Empathy is Everywhere and Nowhere at the Same Time: A Conversation with Dr. Adrienne Boissy

Note: This conversation has been condensed and edited for clarity.
EOL: Adrienne, talk with us about empathy and why it’s important in the work you do.
Dr. Adrienne Boissy: Perhaps we are all survivors of brokenness. I’ve picked those pieces up, as we all do, and while I can’t say they form a beautiful shape, they've enabled me to become something different, someone different. I’m fascinated by human behavior, intent, and how these experiences shape all of us and our lens of the world. There are many people passionate about suffering because they’ve seen it themselves. My wish is that we don’t have to suffer to have the capacity to ease it.
I think someone thrives because people care and make them feel known.
I care primarily for multiple sclerosis patients—they're the people who've taught me the most. I have a patient who recently found out he may die from a side effect of medication, on the same day his son was murdered. I had a patient who frustrated my colleagues because she was asking for narcotics, but when I sat down at the bedside and we had our first discussion, I learned she’d set herself on fire after being raped.
I think someone thrives because people care and make them feel known. I’ve tried to do that in my clinical practice and some people have done that for me.

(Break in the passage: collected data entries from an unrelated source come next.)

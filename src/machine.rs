// Copyright (c) 2018 Fabian Schuiki

//! The table-driven predictive parsing machine.
//!
//! The machine owns nothing but borrows a grammar and its parsing table; a
//! single machine can run any number of independent parses, each with its
//! own stack, input cursor, and derivation. A parse performs a leftmost
//! derivation: the stack starts out as `[$, start]`, nonterminals on top are
//! expanded through the table, terminals on top must match the lookahead.

use std::error::Error;
use std::fmt;

use grammar::{Grammar, NonterminalId, RuleId, Symbol, TerminalId, END};
use table::ParseTable;
use Pretty;

/// A predictive parser for a grammar and its parsing table.
///
/// The table must be conflict-free; a parse driven by a conflicted table
/// follows the first-writer cells and silently ignores the alternatives, so
/// callers are expected to check `ParseTable::is_ll1` beforehand.
pub struct Machine<'a> {
    grammar: &'a Grammar,
    table: &'a ParseTable,
}

/// The leftmost derivation produced by a successful parse.
///
/// One `(nonterminal, rule)` entry per expansion, in the order the
/// expansions were applied.
#[derive(Debug, Clone, PartialEq, Eq)]
pub struct Derivation {
    steps: Vec<(NonterminalId, RuleId)>,
}

/// An error emitted when a parse fails.
///
/// Each variant names the symbols involved and the input position (an index
/// into the input sequence; the position one past the last symbol denotes
/// the `$` end marker) at which the parse stopped.
#[derive(Debug, Clone, PartialEq, Eq)]
pub enum ParseError {
    /// A nonterminal on top of the stack has no table entry for the current
    /// lookahead.
    UnexpectedToken {
        /// The nonterminal that could not be expanded.
        nonterminal: String,
        /// The offending lookahead symbol.
        found: String,
        /// The input position of the lookahead.
        position: usize,
    },
    /// The terminal on top of the stack differs from the current lookahead.
    TerminalMismatch {
        /// The terminal the parser expected.
        expected: String,
        /// The symbol actually found.
        found: String,
        /// The input position of the lookahead.
        position: usize,
    },
    /// The stack emptied before the input (including the end marker) was
    /// fully consumed.
    IncompleteParse {
        /// The input position at which parsing stopped.
        position: usize,
    },
}

impl<'a> Machine<'a> {
    /// Create a new machine for a grammar and its parsing table.
    pub fn new(grammar: &'a Grammar, table: &'a ParseTable) -> Machine<'a> {
        Machine {
            grammar: grammar,
            table: table,
        }
    }

    /// Parse a sequence of input terminals starting from a nonterminal.
    ///
    /// The input carries no end marker; the machine appends `$` itself.
    /// Returns the derivation applied, or the first error encountered.
    pub fn parse(
        &self,
        start: NonterminalId,
        input: &[TerminalId],
    ) -> Result<Derivation, ParseError> {
        let mut stack = vec![Symbol::Terminal(END), Symbol::Nonterminal(start)];
        let mut cursor = 0;
        let mut steps = Vec::new();

        while let Some(top) = stack.pop() {
            let lookahead = if cursor < input.len() {
                input[cursor]
            } else {
                END
            };
            match top {
                Symbol::Nonterminal(nt) => match self.table.get(nt, lookahead) {
                    Some(rule_id) => {
                        trace!("expand {}", self.grammar.rule(rule_id).pretty(self.grammar));
                        steps.push((nt, rule_id));
                        // Push the production reversed so its leftmost symbol
                        // ends up on top. The ε production pushes nothing.
                        for &symbol in self.grammar.rule(rule_id).symbols().iter().rev() {
                            stack.push(symbol);
                        }
                    }
                    None => {
                        return Err(ParseError::UnexpectedToken {
                            nonterminal: self.grammar.nonterminal_name(nt).to_string(),
                            found: self.grammar.terminal_name(lookahead).to_string(),
                            position: cursor,
                        })
                    }
                },
                Symbol::Terminal(t) => {
                    if t == lookahead {
                        cursor += 1;
                    } else {
                        return Err(ParseError::TerminalMismatch {
                            expected: self.grammar.terminal_name(t).to_string(),
                            found: self.grammar.terminal_name(lookahead).to_string(),
                            position: cursor,
                        });
                    }
                }
            }
        }

        // The `$` sentinel sits at the bottom of the stack, so by now the
        // cursor should have moved exactly one past the input.
        if cursor == input.len() + 1 {
            Ok(Derivation { steps: steps })
        } else {
            Err(ParseError::IncompleteParse { position: cursor })
        }
    }
}

impl Derivation {
    /// The expansion steps of this derivation, in application order.
    pub fn steps(&self) -> &[(NonterminalId, RuleId)] {
        &self.steps
    }

    /// Get a pretty printer for this derivation.
    pub fn pretty<'a>(&'a self, grammar: &'a Grammar) -> Pretty<&'a Grammar, &'a Self> {
        Pretty::new(grammar, self)
    }
}

impl<'a> fmt::Display for Pretty<&'a Grammar, &'a Derivation> {
    fn fmt(&self, f: &mut fmt::Formatter) -> fmt::Result {
        for (index, &(_, rule)) in self.item.steps.iter().enumerate() {
            if index > 0 {
                write!(f, "\n")?;
            }
            write!(f, "{}", self.ctx.rule(rule).pretty(self.ctx))?;
        }
        Ok(())
    }
}

impl fmt::Display for ParseError {
    fn fmt(&self, f: &mut fmt::Formatter) -> fmt::Result {
        match *self {
            ParseError::UnexpectedToken {
                ref nonterminal,
                ref found,
                position,
            } => write!(
                f,
                "no rule to expand `{}` on `{}` at position {}",
                nonterminal, found, position
            ),
            ParseError::TerminalMismatch {
                ref expected,
                ref found,
                position,
            } => write!(
                f,
                "expected `{}` but found `{}` at position {}",
                expected, found, position
            ),
            ParseError::IncompleteParse { position } => {
                write!(f, "input not fully consumed at position {}", position)
            }
        }
    }
}

impl Error for ParseError {
    fn description(&self) -> &str {
        "parse error"
    }
}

EOL: It's clear that empathy is a driver in your work. How does empathy translate in a massive institution like the Cleveland Clinic?
Dr. Boissy: In medicine, empathy is probably everywhere and nowhere at the same time. We’ve got amazing people who came here to heal others. That’s their passion, that’s why they’re there. They're empathy amplifiers, here to lift and heal others every single day.
We also have processes that feel very broken for patients. We have opaque billing, the abyss of waiting rooms, and language that's so foreign people can’t understand what we’re talking about. Our patients deserve more. One of our biggest challenges and questions is: how do we design systems that care more.
How can we not be in the business of healthcare, but in the business of caring for human beings? Those are different businesses.
I want us to be organizations that don’t lay off our caregivers during COVID. I want us to be organizations that use the patients’ names when we talk about our mistakes. I want us to be organizations that provide food for the families of our caregivers who went to Detroit and New York to help during the pandemic. Those are things that feel worth fighting for.
EOL: What is the path forward?
Dr. Boissy: Our biggest call to action is around making sure our own people feel cared for, so they can keep healing others. Attending to their suffering as a means of amplifying their empathy. It’s pretty tough out there right now. There’s so much beautiful work to do to honor the messy, broken imperfectness that is humanity, and this is the work I want to spend my life doing.